21.05.2023 | aktual.: 21.05.2023 18:55
Na Reddicie pojawiło się bardzo interesujące nagranie przygotowania drona "kamikadze" do ataku na rosyjskie cele w okolicy wsi Kurdyumivka położonej w obwodzie donieckim. Widać na nim jak ukraińscy żołnierze mocują do drona odchudzony granat przeciwpancerny PG-7VL z granatnika RPG-7 za pomocą trytytek.
Następnie pilot z goglami wirtualnej rzeczywistości ukrywa się w okopie, podczas gdy drugi żołnierz zdejmuje osłonę zapalnika uderzeniowego granatu i służy w charakterze platformy startowej. Jest to bardzo niebezpieczne, ponieważ w razie problemów dojdzie do natychmiastowej eksplozji. Dzieje się tak, ponieważ granaty do RPG-7 nie mają żadnego opóźnienia czasowego jak w nowszych konstrukcjach uzbrajających się np. po 20 metrach od opuszczenia wyrzutni.

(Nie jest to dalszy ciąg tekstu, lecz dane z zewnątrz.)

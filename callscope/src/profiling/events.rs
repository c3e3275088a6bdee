//! Typed profiling events
//!
//! Every record of the incoming stream, whether decoded from a binary frame
//! or read from a JSON recording, becomes one [`Event`]. Ordering of events
//! as received is authoritative; sinks must apply them in sequence.

use serde::{Deserialize, Serialize};

use crate::domain::{MethodId, ThreadId};

/// How a method entry/exit participates in the call tree
#[derive(Debug, Clone, Copy, PartialEq, Eq, Default, Serialize, Deserialize)]
#[serde(rename_all = "snake_case")]
pub enum MethodType {
    #[default]
    Normal,
    /// Outermost instrumented method of a call tree
    Root,
    /// Method that opens a category node
    Marker,
}

/// A captured method argument of a marker entry
#[derive(Debug, Clone, PartialEq, Serialize, Deserialize)]
#[serde(tag = "type", content = "value", rename_all = "snake_case")]
pub enum Parameter {
    Boolean(bool),
    Char(u16),
    Byte(i8),
    Short(i16),
    Int(i32),
    Long(i64),
    Float(f32),
    Double(f64),
    String(String),
}

/// One decoded profiling event
///
/// `ts0` is always absolute time in timer ticks. `ts1` is thread CPU time
/// and only meaningful when the session collects two timestamps.
#[derive(Debug, Clone, PartialEq, Serialize, Deserialize)]
#[serde(tag = "event", rename_all = "snake_case")]
pub enum Event {
    MethodEntry {
        method: MethodId,
        thread: ThreadId,
        #[serde(default)]
        kind: MethodType,
        ts0: i64,
        #[serde(default)]
        ts1: i64,
        #[serde(default, skip_serializing_if = "Vec::is_empty")]
        params: Vec<Parameter>,
    },
    MethodExit {
        method: MethodId,
        thread: ThreadId,
        #[serde(default)]
        kind: MethodType,
        ts0: i64,
        #[serde(default)]
        ts1: i64,
    },
    MethodEntryUnstamped {
        method: MethodId,
        thread: ThreadId,
        #[serde(default)]
        kind: MethodType,
        #[serde(default, skip_serializing_if = "Vec::is_empty")]
        params: Vec<Parameter>,
    },
    MethodExitUnstamped {
        method: MethodId,
        thread: ThreadId,
        #[serde(default)]
        kind: MethodType,
    },
    NewThread {
        thread: ThreadId,
        name: String,
        #[serde(default)]
        class_name: String,
    },
    ServletRequest {
        thread: ThreadId,
        request_type: u8,
        path: String,
        session_id: i32,
    },
    WaitEntry {
        thread: ThreadId,
        ts0: i64,
        #[serde(default)]
        ts1: i64,
    },
    WaitExit {
        thread: ThreadId,
        ts0: i64,
        #[serde(default)]
        ts1: i64,
    },
    SleepEntry {
        thread: ThreadId,
        ts0: i64,
        #[serde(default)]
        ts1: i64,
    },
    SleepExit {
        thread: ThreadId,
        ts0: i64,
        #[serde(default)]
        ts1: i64,
    },
    ParkEntry {
        thread: ThreadId,
        ts0: i64,
        #[serde(default)]
        ts1: i64,
    },
    ParkExit {
        thread: ThreadId,
        ts0: i64,
        #[serde(default)]
        ts1: i64,
    },
    MonitorEntry {
        thread: ThreadId,
        ts0: i64,
        #[serde(default)]
        ts1: i64,
        #[serde(default)]
        monitor: Option<u32>,
        #[serde(default)]
        owner: Option<u32>,
    },
    MonitorExit {
        thread: ThreadId,
        ts0: i64,
        #[serde(default)]
        ts1: i64,
        #[serde(default)]
        monitor: Option<u32>,
    },
    ThreadsSuspended {
        ts0: i64,
        #[serde(default)]
        ts1: i64,
    },
    ThreadsResumed {
        ts0: i64,
        #[serde(default)]
        ts1: i64,
    },
    AdjustTime {
        thread: ThreadId,
        diff0: i64,
        #[serde(default)]
        diff1: i64,
    },
    Reset,
    ProfilingPointHit {
        point: u16,
        thread: ThreadId,
        timestamp: i64,
    },
}

impl Event {
    /// Thread the event is tagged with, if it is thread-specific
    #[must_use]
    pub fn thread(&self) -> Option<ThreadId> {
        match self {
            Event::MethodEntry { thread, .. }
            | Event::MethodExit { thread, .. }
            | Event::MethodEntryUnstamped { thread, .. }
            | Event::MethodExitUnstamped { thread, .. }
            | Event::NewThread { thread, .. }
            | Event::ServletRequest { thread, .. }
            | Event::WaitEntry { thread, .. }
            | Event::WaitExit { thread, .. }
            | Event::SleepEntry { thread, .. }
            | Event::SleepExit { thread, .. }
            | Event::ParkEntry { thread, .. }
            | Event::ParkExit { thread, .. }
            | Event::MonitorEntry { thread, .. }
            | Event::MonitorExit { thread, .. }
            | Event::AdjustTime { thread, .. }
            | Event::ProfilingPointHit { thread, .. } => Some(*thread),
            Event::ThreadsSuspended { .. } | Event::ThreadsResumed { .. } | Event::Reset => None,
        }
    }

    /// Short name used in logs and per-kind counters
    #[must_use]
    pub fn kind_name(&self) -> &'static str {
        match self {
            Event::MethodEntry { .. } => "method_entry",
            Event::MethodExit { .. } => "method_exit",
            Event::MethodEntryUnstamped { .. } => "method_entry_unstamped",
            Event::MethodExitUnstamped { .. } => "method_exit_unstamped",
            Event::NewThread { .. } => "new_thread",
            Event::ServletRequest { .. } => "servlet_request",
            Event::WaitEntry { .. } => "wait_entry",
            Event::WaitExit { .. } => "wait_exit",
            Event::SleepEntry { .. } => "sleep_entry",
            Event::SleepExit { .. } => "sleep_exit",
            Event::ParkEntry { .. } => "park_entry",
            Event::ParkExit { .. } => "park_exit",
            Event::MonitorEntry { .. } => "monitor_entry",
            Event::MonitorExit { .. } => "monitor_exit",
            Event::ThreadsSuspended { .. } => "threads_suspended",
            Event::ThreadsResumed { .. } => "threads_resumed",
            Event::AdjustTime { .. } => "adjust_time",
            Event::Reset => "reset",
            Event::ProfilingPointHit { .. } => "profiling_point_hit",
        }
    }

    /// Absolute timestamp carried by the event, if any
    #[must_use]
    pub fn absolute_timestamp(&self) -> Option<i64> {
        match self {
            Event::MethodEntry { ts0, .. }
            | Event::MethodExit { ts0, .. }
            | Event::WaitEntry { ts0, .. }
            | Event::WaitExit { ts0, .. }
            | Event::SleepEntry { ts0, .. }
            | Event::SleepExit { ts0, .. }
            | Event::ParkEntry { ts0, .. }
            | Event::ParkExit { ts0, .. }
            | Event::MonitorEntry { ts0, .. }
            | Event::MonitorExit { ts0, .. }
            | Event::ThreadsSuspended { ts0, .. }
            | Event::ThreadsResumed { ts0, .. } => Some(*ts0),
            Event::ProfilingPointHit { timestamp, .. } => Some(*timestamp),
            _ => None,
        }
    }
}

/// Consumer of an ordered event stream
///
/// Implementations use interior locking so a sink can be shared between the
/// decode thread and result readers.
pub trait ProfilingEventSink: Send + Sync {
    fn apply(&self, event: &Event);

    /// Apply a batch decoded from one frame
    fn apply_all(&self, events: &[Event]) {
        for event in events {
            self.apply(event);
        }
    }
}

Dalsza część artykułu pod materiałem wideo
Taki dron o wartości do maksymalnie 1 tys. dolarów może zwalczać cele na dystansie paruset metrów lub nawet kilometra w zależności od jego konstrukcji oraz zastosowanej baterii. Ukraińcy masowo polują za ich pomocą na bojowe wozy piechoty BMP-1 czy BMP-3, a w przypadku szczęśliwego trafienia możliwe jest nawet wyeliminowanie czołgów T-72. Są to cele warte setki tys. lub nawet miliony dolarów więc relacja koszt-efekt jest tutaj wręcz niewiarygodna.
Obronę przed tego typu dronami zapewniają m.in. systemy walki elektronicznej Siłok-01 lub R-330Ż Żytiel, zdolne zakłócić sygnał GPS na danym obszarze. Na całe szczęście dla Ukraińców Rosjanie mają tych systemów zbyt mało oraz są one na priorytetowej liście ukraińskich celów.
Po ich wyeliminowaniu w inny sposób obejmujący np. działania jednostek specjalnych czy to wojskowych dronów mogących operować w takich warunkach jak np. FlyEye naprowadzających lufową czy rakietową artylerię użycie improwizowanych środków wraca do gry. Drony stały się takim postrachem, że niektórzy Rosjanie poddają się na ich widok bądź uciekają się do prymitywnych form obronny z użyciem nawet strzelb myśliwskich.